NASA has signed a $1.8 billion contract with Utah-based Alliant Techsystems (ATK) for "design, development, testing, and evaluation of the first stage of the Ares I and Ares V launch vehicles." Ares I and V will replace the Space Shuttle fleet as NASA's primary means of getting people and stuff into earth orbit.

The deal, announced on Friday, includes delivery of five ground static test motors, two ground vibration test articles and four flight test stages. NASA doesn't get any boosters to use under this deal: the operational rockets will be subject to a seperate contract.

ATK was seen by NASA as the only company which could develop of the first stage of the Ares I crew launch vehicle.
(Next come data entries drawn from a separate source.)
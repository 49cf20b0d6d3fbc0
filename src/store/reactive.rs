//! ReactiveStore - key/value state bound to a live document
//!
//! Writes go through [`ReactiveStore::set`]: dependency edges are recomputed
//! from the new value, the value is committed, every binding of the
//! variable and of its transitive dependents is re-rendered, and finally the
//! `change` listeners run.

use std::collections::HashSet;
use std::sync::Arc;

use serde_json::{Map, Value};
use tracing::{debug, trace};

use crate::binding::{Binding, BindingKind, BindingRegistry};
use crate::config::EngineConfig;
use crate::constants::IF_ATTR;
use crate::dag::DependencyGraph;
use crate::dom::{Document, NodeId};
use crate::event::{ChangeEvent, EventKind, ListenerId, Listeners};
use crate::path;
use crate::template::{self, TemplateResolver};

/// Store plus the document it renders into
pub struct ReactiveStore {
    pub(crate) values: Map<String, Value>,
    pub(crate) doc: Document,
    pub(crate) registry: BindingRegistry,
    pub(crate) deps: DependencyGraph,
    pub(crate) listeners: Listeners,
    pub(crate) config: EngineConfig,
    pub(crate) resolver: TemplateResolver,
}

impl ReactiveStore {
    /// Bind `initial` to `doc` and run the startup scan
    pub fn new(doc: Document, initial: Map<String, Value>) -> Self {
        Self::with_config(doc, initial, EngineConfig::default())
    }

    pub fn with_config(doc: Document, initial: Map<String, Value>, config: EngineConfig) -> Self {
        let mut store = Self {
            values: initial,
            doc,
            registry: BindingRegistry::new(),
            deps: DependencyGraph::new(),
            listeners: Listeners::new(),
            config,
            resolver: TemplateResolver::new(),
        };

        // Initial values reference each other the same way later writes do
        let names: Vec<String> = store.values.keys().cloned().collect();
        for name in &names {
            if let Some(value) = store.values.get(name) {
                store.deps.track(name, value, &store.values, &store.resolver);
            }
        }

        store.scan();
        store
    }

    /// Parse `html` and bind it
    pub fn from_html(html: &str, initial: Map<String, Value>) -> Self {
        Self::new(Document::parse(html), initial)
    }

    // ═══════════════════════════════════════════════════════════════
    // Reads
    // ═══════════════════════════════════════════════════════════════

    /// Current value of a variable; `None` reads as undefined
    pub fn get(&self, name: &str) -> Option<&Value> {
        self.values.get(name)
    }

    /// Resolve a dotted/bracketed path against the store
    pub fn resolve(&self, path: &str) -> Option<Value> {
        path::resolve(&self.values, path)
    }

    pub fn values(&self) -> &Map<String, Value> {
        &self.values
    }

    pub fn document(&self) -> &Document {
        &self.doc
    }

    /// Mutable tree access for out-of-band changes
    ///
    /// Markup attached this way is not reactive until passed to `reparse`.
    pub fn document_mut(&mut self) -> &mut Document {
        &mut self.doc
    }

    /// Current document markup
    pub fn render(&self) -> String {
        self.doc.to_html()
    }

    pub fn config(&self) -> &EngineConfig {
        &self.config
    }

    pub fn registry(&self) -> &BindingRegistry {
        &self.registry
    }

    pub fn dependencies(&self) -> &DependencyGraph {
        &self.deps
    }

    // ═══════════════════════════════════════════════════════════════
    // Writes
    // ═══════════════════════════════════════════════════════════════

    /// Write a variable and run the full update pipeline
    pub fn set(&mut self, name: &str, value: impl Into<Value>) {
        let value = value.into();
        self.deps.track(name, &value, &self.values, &self.resolver);
        let old = self.values.insert(name.to_string(), value.clone());
        debug!(name, kind = crate::value::type_name(Some(&value)), "store write");

        let mut visited = HashSet::new();
        self.propagate(name, &mut visited);

        let event = ChangeEvent {
            name: Arc::from(name),
            old,
            new: value,
        };
        self.listeners.emit(EventKind::Change, &event);
    }

    /// Mutate a variable in place (e.g. one field of an array item), then `set` it
    ///
    /// A missing variable starts out as `null`.
    pub fn update<F>(&mut self, name: &str, f: F)
    where
        F: FnOnce(&mut Value),
    {
        let mut value = self.values.get(name).cloned().unwrap_or(Value::Null);
        f(&mut value);
        self.set(name, value);
    }

    // ═══════════════════════════════════════════════════════════════
    // Events
    // ═══════════════════════════════════════════════════════════════

    pub fn on<F>(&mut self, kind: EventKind, callback: F) -> ListenerId
    where
        F: FnMut(&ChangeEvent) + 'static,
    {
        self.listeners.on(kind, callback)
    }

    pub fn off(&mut self, kind: EventKind, id: ListenerId) -> bool {
        self.listeners.off(kind, id)
    }

    /// Dispatch an event to listeners without writing the store
    pub fn emit(&mut self, kind: EventKind, event: &ChangeEvent) {
        self.listeners.emit(kind, event);
    }

    // ═══════════════════════════════════════════════════════════════
    // Propagation
    // ═══════════════════════════════════════════════════════════════

    /// Re-render everything bound to `name`, then its dependents
    pub(crate) fn propagate(&mut self, name: &str, visited: &mut HashSet<String>) {
        if !visited.insert(name.to_string()) {
            return;
        }

        self.follow_reference(name, visited);

        let mut bindings = self.registry.bindings_for(name);
        for node in self.registry.if_nodes() {
            let mentions = self
                .doc
                .attr(node, IF_ATTR)
                .is_some_and(|expr| contains_word(expr, name));
            let binding = Binding::new(node, BindingKind::If);
            if mentions && !bindings.contains(&binding) {
                bindings.push(binding);
            }
        }

        let mut dead = Vec::new();
        for binding in &bindings {
            if !self.doc.is_alive(binding.node) {
                dead.push(binding.node);
                continue;
            }
            trace!(var = name, node = %binding.node, kind = %binding.kind, "render binding");
            self.render_binding(binding);
        }
        if !dead.is_empty() {
            let dropped = self.registry.forget(&dead);
            debug!(var = name, dropped, "pruned bindings of detached nodes");
        }

        for dependent in self.deps.dependents_of(name) {
            if self.values.contains_key(dependent.as_ref()) {
                self.propagate(&dependent, visited);
            }
        }
    }

    /// A bare `{other}` value: record the edge and refresh one further hop
    fn follow_reference(&mut self, name: &str, visited: &mut HashSet<String>) {
        let Some(target) = self
            .values
            .get(name)
            .and_then(template::bare_reference)
            .map(|r| template::base_name(r).to_string())
        else {
            return;
        };
        if target == name || !self.values.contains_key(&target) {
            return;
        }
        self.deps.add_edge(&target, name);

        let next = self
            .values
            .get(&target)
            .and_then(template::bare_reference)
            .map(|r| template::base_name(r).to_string());
        if let Some(next) = next {
            if next != name && next != target && self.values.contains_key(&next) {
                let mut branch = visited.clone();
                self.propagate(&next, &mut branch);
            }
        }
    }

    pub(crate) fn render_binding(&mut self, binding: &Binding) {
        let node = binding.node;
        match &binding.kind {
            BindingKind::Text => self.render_text(node),
            BindingKind::Attribute(attr) => self.render_attr(node, attr),
            BindingKind::Generic(target) => self.render_generic(node, target),
            BindingKind::If => self.render_if(node),
            BindingKind::For => self.render_for(node),
            BindingKind::Html => self.render_html(node),
        }
    }

    /// Drop the registry entries of freed nodes
    pub(crate) fn forget(&mut self, freed: &[NodeId]) {
        if !freed.is_empty() {
            self.registry.forget(freed);
        }
    }

    /// Drop bindings and captures of every node no longer in the document
    pub fn prune(&mut self) -> usize {
        let dropped = self.registry.prune(&self.doc);
        debug!(dropped, "prune");
        dropped
    }
}

/// `word` occurs in `haystack` delimited by non-identifier characters
fn contains_word(haystack: &str, word: &str) -> bool {
    if word.is_empty() {
        return false;
    }
    let is_word = |c: char| c.is_ascii_alphanumeric() || c == '_';
    haystack.match_indices(word).any(|(at, _)| {
        let before = haystack[..at].chars().next_back();
        let after = haystack[at + word.len()..].chars().next();
        !before.is_some_and(is_word) && !after.is_some_and(is_word)
    })
}

impl std::fmt::Debug for ReactiveStore {
    fn fmt(&self, f: &mut std::fmt::Formatter<'_>) -> std::fmt::Result {
        f.debug_struct("ReactiveStore")
            .field("values", &self.values.len())
            .field("bindings", &self.registry.len())
            .field("edges", &self.deps.len())
            .field("listeners", &self.listeners.len())
            .finish()
    }
}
Ares I will use solid-fuel rockets to launch humans into orbit, and the current space shuttle strap-on booster is the only solid rocket made in America rated for firing people rather than just kit.

The first stage of the Ares I astronaut-carrying launcher will be a five-segment solid rocket booster based on the four-segment design used for the shuttle. The second stage will be a J-2X liquid-oxygen, liquid-hydrogen engine with a new upper stage fuel tank. The Orion crew exploration vehicle will ride to low Earth orbit with as many as six astronauts atop this stack.

The planned Ares V bulk lifter will deliver machinery and spaceships into orbit, including the vessels which will take people back to the Moon and on to Mars under current plans. Ares V's mighty first stage will mount five RS-68 liquid-oxygen, liquid-hydrogen engines mounted below a larger version of the shuttle's external tank, with two five-segment, solid-propellant rocket boosters strapped on for extra poke. The upper stage will use the same J-2X engine as the Ares I.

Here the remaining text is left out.